[Required action]:
The lines below that include the word "external" are to be reported.

[Available data]:
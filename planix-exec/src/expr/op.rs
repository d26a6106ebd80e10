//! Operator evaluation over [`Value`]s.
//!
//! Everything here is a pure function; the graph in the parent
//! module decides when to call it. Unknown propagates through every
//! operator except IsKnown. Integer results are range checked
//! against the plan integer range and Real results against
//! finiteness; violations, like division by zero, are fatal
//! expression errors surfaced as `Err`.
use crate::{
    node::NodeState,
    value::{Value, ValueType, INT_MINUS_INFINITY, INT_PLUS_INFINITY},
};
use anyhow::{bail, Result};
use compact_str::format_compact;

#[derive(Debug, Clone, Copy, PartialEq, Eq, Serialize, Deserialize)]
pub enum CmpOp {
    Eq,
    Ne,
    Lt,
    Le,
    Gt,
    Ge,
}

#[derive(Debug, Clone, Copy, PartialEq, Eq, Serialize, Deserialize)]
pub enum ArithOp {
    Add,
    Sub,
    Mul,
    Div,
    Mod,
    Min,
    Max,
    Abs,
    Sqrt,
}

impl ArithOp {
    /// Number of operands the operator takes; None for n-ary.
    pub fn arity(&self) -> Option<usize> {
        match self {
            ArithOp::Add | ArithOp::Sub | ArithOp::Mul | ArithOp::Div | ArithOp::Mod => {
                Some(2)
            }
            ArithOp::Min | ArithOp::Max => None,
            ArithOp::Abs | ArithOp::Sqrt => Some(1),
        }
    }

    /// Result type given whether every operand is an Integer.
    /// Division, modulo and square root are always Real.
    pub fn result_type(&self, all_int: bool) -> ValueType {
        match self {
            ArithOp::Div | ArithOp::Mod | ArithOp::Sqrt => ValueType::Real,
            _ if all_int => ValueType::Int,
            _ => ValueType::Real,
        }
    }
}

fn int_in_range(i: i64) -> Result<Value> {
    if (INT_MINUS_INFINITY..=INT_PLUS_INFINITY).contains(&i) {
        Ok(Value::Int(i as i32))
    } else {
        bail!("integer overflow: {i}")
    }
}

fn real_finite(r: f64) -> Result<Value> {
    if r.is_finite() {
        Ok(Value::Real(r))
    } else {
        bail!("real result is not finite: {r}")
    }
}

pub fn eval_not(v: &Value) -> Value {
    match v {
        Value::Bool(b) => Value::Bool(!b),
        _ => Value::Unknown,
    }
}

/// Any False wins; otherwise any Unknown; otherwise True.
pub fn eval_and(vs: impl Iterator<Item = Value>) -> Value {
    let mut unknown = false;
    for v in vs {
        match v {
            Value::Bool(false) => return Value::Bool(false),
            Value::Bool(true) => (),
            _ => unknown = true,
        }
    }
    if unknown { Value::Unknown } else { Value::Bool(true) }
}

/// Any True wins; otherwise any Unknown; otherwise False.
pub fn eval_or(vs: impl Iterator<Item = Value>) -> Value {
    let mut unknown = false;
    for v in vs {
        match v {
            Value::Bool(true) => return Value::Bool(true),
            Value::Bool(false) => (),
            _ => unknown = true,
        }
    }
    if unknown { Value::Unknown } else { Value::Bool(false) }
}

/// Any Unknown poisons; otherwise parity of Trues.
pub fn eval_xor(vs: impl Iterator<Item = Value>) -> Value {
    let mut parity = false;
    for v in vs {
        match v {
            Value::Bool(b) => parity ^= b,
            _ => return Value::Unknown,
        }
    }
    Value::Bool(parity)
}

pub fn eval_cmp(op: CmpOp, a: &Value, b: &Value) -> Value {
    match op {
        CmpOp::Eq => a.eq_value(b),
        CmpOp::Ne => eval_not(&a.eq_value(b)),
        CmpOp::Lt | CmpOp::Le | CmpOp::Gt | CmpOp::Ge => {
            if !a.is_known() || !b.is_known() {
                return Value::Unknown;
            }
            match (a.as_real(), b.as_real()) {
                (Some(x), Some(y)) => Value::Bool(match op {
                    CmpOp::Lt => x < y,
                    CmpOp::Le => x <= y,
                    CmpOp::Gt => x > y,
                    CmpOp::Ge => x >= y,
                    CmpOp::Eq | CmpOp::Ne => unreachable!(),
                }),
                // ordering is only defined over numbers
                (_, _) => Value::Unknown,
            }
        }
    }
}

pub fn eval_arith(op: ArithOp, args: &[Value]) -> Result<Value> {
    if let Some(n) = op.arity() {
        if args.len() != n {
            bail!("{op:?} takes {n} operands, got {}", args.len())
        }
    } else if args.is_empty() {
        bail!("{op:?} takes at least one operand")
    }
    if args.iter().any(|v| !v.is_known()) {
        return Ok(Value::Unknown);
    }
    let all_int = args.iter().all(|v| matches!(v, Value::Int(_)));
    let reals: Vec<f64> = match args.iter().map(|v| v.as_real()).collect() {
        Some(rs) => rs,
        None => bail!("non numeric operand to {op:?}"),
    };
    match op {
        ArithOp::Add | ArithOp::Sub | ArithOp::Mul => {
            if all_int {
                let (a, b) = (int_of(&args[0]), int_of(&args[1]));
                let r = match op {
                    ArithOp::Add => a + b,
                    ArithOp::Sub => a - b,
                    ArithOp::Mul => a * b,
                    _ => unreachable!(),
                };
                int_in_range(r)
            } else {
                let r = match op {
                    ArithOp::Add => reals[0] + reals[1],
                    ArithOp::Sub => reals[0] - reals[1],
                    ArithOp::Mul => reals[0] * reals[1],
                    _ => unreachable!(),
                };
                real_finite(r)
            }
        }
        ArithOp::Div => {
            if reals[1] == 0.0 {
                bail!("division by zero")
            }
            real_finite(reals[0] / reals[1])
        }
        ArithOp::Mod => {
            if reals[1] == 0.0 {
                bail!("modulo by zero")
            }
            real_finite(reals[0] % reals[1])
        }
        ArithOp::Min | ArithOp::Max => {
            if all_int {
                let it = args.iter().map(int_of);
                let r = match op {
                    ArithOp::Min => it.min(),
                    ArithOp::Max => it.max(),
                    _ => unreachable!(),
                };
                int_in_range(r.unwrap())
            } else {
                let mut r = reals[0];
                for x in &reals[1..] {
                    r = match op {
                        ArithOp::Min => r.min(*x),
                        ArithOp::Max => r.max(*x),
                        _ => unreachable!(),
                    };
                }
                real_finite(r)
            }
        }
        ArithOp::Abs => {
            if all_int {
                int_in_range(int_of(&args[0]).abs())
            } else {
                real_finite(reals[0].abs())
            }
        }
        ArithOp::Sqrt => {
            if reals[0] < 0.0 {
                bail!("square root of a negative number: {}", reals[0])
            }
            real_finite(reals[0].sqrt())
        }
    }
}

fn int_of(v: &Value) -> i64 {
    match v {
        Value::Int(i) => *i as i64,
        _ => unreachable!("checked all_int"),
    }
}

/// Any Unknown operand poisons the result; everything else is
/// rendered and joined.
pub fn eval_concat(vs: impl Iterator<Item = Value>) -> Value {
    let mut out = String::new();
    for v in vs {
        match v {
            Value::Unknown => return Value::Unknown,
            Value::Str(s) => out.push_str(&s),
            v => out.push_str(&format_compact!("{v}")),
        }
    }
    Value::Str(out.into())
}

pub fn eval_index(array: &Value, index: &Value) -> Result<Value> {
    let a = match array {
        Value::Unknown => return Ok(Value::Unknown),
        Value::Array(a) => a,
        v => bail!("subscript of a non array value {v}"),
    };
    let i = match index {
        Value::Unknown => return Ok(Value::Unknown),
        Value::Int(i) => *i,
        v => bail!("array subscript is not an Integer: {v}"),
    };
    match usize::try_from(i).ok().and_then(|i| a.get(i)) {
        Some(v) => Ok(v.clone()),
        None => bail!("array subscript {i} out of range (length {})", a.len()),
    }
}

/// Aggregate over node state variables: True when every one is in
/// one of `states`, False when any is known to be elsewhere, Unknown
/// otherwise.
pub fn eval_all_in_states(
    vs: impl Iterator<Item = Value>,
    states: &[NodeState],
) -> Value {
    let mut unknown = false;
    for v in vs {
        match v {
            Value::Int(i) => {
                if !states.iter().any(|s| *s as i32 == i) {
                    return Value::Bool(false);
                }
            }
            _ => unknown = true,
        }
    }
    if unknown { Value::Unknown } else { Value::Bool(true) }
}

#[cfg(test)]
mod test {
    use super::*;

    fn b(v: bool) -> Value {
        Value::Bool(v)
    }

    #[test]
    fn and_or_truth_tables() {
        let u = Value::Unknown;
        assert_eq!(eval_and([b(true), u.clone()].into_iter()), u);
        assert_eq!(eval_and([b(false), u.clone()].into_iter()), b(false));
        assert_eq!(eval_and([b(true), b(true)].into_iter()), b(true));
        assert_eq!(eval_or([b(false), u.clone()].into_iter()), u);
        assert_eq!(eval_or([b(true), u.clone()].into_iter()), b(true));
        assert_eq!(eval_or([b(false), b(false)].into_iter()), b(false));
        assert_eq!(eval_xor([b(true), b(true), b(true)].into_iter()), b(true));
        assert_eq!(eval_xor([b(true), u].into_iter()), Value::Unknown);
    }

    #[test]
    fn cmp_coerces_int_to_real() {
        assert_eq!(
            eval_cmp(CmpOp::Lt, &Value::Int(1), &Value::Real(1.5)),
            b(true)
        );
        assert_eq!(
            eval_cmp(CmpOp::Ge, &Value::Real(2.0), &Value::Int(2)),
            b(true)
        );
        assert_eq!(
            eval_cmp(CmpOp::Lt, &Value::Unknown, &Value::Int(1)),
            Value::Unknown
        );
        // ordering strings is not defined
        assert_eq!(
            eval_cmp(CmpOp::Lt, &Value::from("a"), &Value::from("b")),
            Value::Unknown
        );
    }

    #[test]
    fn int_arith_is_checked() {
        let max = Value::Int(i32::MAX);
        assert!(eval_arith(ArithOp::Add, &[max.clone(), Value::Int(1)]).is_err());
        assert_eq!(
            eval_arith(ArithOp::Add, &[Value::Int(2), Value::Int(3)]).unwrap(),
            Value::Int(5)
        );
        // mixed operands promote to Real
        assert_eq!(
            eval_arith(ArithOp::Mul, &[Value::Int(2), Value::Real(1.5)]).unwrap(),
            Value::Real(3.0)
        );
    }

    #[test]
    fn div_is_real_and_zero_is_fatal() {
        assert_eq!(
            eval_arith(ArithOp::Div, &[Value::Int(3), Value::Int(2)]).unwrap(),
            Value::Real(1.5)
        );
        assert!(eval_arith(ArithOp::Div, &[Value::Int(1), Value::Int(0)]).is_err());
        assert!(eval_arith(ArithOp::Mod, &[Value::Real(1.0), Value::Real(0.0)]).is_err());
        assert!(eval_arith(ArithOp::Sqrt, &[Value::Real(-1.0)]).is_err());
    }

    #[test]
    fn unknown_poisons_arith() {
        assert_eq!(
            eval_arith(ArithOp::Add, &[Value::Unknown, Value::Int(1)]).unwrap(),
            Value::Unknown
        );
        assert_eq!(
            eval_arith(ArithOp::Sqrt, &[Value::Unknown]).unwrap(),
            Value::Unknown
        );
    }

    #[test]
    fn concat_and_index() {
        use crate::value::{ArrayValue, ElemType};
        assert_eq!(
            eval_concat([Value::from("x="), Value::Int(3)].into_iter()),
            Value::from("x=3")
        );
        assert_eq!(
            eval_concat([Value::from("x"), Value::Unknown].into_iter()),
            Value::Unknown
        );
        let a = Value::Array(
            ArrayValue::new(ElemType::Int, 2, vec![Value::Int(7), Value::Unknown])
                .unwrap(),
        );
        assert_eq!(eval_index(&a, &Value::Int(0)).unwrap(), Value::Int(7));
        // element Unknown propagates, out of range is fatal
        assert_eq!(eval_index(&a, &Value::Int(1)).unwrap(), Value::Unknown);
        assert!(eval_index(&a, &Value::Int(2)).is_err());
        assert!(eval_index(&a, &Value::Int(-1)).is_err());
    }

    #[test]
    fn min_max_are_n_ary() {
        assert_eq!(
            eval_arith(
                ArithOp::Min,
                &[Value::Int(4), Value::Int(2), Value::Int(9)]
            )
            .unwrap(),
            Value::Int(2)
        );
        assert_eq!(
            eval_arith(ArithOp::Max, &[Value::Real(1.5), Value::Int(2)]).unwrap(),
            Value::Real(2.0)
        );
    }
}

--

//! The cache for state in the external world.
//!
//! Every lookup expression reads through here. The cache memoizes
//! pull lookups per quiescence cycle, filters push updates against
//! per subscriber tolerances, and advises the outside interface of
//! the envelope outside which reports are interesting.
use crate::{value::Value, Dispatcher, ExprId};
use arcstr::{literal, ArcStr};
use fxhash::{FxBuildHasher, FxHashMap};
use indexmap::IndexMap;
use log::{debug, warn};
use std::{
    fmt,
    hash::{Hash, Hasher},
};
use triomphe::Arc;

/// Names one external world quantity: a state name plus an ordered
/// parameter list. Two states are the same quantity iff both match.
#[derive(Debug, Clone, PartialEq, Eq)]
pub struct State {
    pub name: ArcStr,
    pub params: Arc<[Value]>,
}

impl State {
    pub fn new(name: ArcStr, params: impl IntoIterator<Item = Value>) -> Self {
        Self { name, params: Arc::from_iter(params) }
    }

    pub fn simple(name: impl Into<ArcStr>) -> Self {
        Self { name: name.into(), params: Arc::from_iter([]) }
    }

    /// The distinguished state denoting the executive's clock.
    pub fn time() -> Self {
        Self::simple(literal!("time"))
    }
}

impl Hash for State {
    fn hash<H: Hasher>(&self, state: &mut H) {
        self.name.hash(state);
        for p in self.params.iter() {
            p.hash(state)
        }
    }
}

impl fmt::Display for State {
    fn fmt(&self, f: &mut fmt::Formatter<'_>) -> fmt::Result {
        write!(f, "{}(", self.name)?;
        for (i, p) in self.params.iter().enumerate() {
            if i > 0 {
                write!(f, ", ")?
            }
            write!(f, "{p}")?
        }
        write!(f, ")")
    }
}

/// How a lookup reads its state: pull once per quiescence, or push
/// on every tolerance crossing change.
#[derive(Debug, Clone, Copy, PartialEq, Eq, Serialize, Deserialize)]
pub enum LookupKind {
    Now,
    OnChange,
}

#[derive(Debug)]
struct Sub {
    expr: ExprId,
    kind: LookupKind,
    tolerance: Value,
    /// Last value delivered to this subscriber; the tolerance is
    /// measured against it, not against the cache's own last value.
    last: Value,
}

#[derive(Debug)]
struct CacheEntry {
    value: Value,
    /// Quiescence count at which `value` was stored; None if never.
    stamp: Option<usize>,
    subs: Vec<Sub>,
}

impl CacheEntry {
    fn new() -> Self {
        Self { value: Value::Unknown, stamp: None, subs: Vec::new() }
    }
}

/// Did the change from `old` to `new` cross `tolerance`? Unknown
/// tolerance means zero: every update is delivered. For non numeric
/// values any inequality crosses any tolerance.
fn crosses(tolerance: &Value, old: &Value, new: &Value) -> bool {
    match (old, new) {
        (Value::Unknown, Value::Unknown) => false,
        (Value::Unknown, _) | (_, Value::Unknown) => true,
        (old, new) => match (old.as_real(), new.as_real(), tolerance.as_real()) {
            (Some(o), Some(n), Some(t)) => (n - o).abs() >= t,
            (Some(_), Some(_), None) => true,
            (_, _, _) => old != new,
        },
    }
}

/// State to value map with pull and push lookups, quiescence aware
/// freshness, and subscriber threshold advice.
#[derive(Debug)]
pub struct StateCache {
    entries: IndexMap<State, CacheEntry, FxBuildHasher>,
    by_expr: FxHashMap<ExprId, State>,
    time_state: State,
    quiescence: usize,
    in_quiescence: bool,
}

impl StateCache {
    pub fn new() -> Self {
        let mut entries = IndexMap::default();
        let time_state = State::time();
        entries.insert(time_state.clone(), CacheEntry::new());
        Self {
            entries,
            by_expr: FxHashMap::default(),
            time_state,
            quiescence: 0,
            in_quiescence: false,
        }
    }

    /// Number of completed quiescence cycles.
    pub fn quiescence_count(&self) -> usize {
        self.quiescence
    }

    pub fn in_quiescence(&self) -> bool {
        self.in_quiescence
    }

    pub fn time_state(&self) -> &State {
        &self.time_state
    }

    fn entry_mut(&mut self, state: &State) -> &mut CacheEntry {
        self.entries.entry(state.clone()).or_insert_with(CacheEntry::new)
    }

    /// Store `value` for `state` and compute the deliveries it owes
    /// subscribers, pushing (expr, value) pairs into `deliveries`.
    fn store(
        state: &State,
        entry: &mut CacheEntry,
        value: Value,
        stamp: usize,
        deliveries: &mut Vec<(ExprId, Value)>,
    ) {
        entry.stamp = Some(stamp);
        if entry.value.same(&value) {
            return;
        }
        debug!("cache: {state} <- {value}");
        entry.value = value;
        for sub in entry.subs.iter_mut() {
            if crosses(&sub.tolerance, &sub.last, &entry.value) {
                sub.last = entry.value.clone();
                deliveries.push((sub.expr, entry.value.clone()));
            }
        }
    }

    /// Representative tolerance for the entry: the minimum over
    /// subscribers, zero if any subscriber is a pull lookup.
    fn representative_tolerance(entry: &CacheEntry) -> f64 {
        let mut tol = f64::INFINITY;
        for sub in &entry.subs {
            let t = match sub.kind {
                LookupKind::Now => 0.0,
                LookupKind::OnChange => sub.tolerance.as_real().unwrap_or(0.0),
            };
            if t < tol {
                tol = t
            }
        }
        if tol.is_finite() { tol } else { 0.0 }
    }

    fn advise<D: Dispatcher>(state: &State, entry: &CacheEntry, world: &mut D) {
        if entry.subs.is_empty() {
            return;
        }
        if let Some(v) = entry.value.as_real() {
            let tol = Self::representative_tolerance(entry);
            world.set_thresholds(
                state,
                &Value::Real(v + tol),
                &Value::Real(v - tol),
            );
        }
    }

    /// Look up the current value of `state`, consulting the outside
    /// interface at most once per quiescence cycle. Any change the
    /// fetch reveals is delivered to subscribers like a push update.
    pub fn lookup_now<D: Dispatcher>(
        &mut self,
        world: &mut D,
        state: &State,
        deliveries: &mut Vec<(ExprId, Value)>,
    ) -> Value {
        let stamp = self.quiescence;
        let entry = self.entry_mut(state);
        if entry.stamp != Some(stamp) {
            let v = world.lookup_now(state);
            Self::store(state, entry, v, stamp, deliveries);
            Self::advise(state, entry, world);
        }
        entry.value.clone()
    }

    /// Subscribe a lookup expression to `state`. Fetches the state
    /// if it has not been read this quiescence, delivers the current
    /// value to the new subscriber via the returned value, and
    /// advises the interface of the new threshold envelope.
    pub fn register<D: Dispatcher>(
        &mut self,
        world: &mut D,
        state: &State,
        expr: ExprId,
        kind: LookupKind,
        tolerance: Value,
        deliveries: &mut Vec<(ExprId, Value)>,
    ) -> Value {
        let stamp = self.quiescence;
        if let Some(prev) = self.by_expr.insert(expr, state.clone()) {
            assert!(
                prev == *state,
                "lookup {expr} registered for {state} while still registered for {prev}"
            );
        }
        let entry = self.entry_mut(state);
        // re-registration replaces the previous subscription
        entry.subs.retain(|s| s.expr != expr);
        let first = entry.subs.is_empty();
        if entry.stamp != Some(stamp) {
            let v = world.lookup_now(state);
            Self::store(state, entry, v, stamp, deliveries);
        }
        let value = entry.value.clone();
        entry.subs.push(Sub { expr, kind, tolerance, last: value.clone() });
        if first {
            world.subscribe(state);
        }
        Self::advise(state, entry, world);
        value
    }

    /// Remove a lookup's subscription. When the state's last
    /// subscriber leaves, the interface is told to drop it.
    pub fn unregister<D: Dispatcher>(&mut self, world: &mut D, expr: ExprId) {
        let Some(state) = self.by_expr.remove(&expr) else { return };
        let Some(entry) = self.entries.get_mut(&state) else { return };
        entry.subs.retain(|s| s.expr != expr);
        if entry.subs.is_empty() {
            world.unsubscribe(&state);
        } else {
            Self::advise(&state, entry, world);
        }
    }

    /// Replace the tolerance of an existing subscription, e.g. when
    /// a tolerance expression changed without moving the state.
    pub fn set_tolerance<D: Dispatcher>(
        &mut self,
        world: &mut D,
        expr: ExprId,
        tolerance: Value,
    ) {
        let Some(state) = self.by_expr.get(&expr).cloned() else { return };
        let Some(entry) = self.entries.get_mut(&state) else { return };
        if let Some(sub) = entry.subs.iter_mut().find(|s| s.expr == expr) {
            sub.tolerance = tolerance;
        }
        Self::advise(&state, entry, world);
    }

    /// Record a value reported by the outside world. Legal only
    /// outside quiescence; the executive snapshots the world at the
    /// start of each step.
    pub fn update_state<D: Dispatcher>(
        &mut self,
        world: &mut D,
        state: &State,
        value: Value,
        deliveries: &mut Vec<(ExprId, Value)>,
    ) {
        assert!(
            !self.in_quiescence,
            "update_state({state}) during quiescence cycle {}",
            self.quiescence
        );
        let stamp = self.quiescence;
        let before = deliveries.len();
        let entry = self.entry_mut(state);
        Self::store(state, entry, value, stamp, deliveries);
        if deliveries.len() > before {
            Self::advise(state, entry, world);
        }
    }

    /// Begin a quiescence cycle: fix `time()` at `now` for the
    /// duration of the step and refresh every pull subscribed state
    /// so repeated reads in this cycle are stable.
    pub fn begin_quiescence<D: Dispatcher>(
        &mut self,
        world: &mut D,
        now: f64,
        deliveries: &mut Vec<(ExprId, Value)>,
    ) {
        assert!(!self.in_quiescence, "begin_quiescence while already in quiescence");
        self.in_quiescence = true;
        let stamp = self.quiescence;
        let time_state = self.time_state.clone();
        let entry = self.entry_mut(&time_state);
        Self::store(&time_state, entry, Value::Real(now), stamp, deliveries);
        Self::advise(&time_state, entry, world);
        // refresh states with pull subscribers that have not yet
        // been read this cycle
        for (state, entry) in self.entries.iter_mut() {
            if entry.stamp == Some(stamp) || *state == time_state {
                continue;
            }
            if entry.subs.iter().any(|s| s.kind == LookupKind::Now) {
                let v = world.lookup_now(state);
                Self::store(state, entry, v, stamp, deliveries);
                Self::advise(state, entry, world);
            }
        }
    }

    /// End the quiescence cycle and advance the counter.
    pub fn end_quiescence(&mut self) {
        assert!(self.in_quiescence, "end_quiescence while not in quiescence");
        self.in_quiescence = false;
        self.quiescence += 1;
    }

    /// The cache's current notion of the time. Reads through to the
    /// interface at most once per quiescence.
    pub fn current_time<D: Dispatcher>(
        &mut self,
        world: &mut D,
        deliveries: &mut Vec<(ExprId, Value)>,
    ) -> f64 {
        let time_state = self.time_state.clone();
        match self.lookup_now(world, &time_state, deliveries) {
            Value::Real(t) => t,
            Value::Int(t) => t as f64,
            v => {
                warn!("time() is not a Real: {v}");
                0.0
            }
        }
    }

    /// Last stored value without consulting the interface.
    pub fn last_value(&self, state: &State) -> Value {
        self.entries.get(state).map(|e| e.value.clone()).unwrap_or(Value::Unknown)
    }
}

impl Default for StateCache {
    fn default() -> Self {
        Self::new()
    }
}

[Exercise solution]:
//! The cache for state in the external world.
/// Names one external world quantity: a state name plus an ordered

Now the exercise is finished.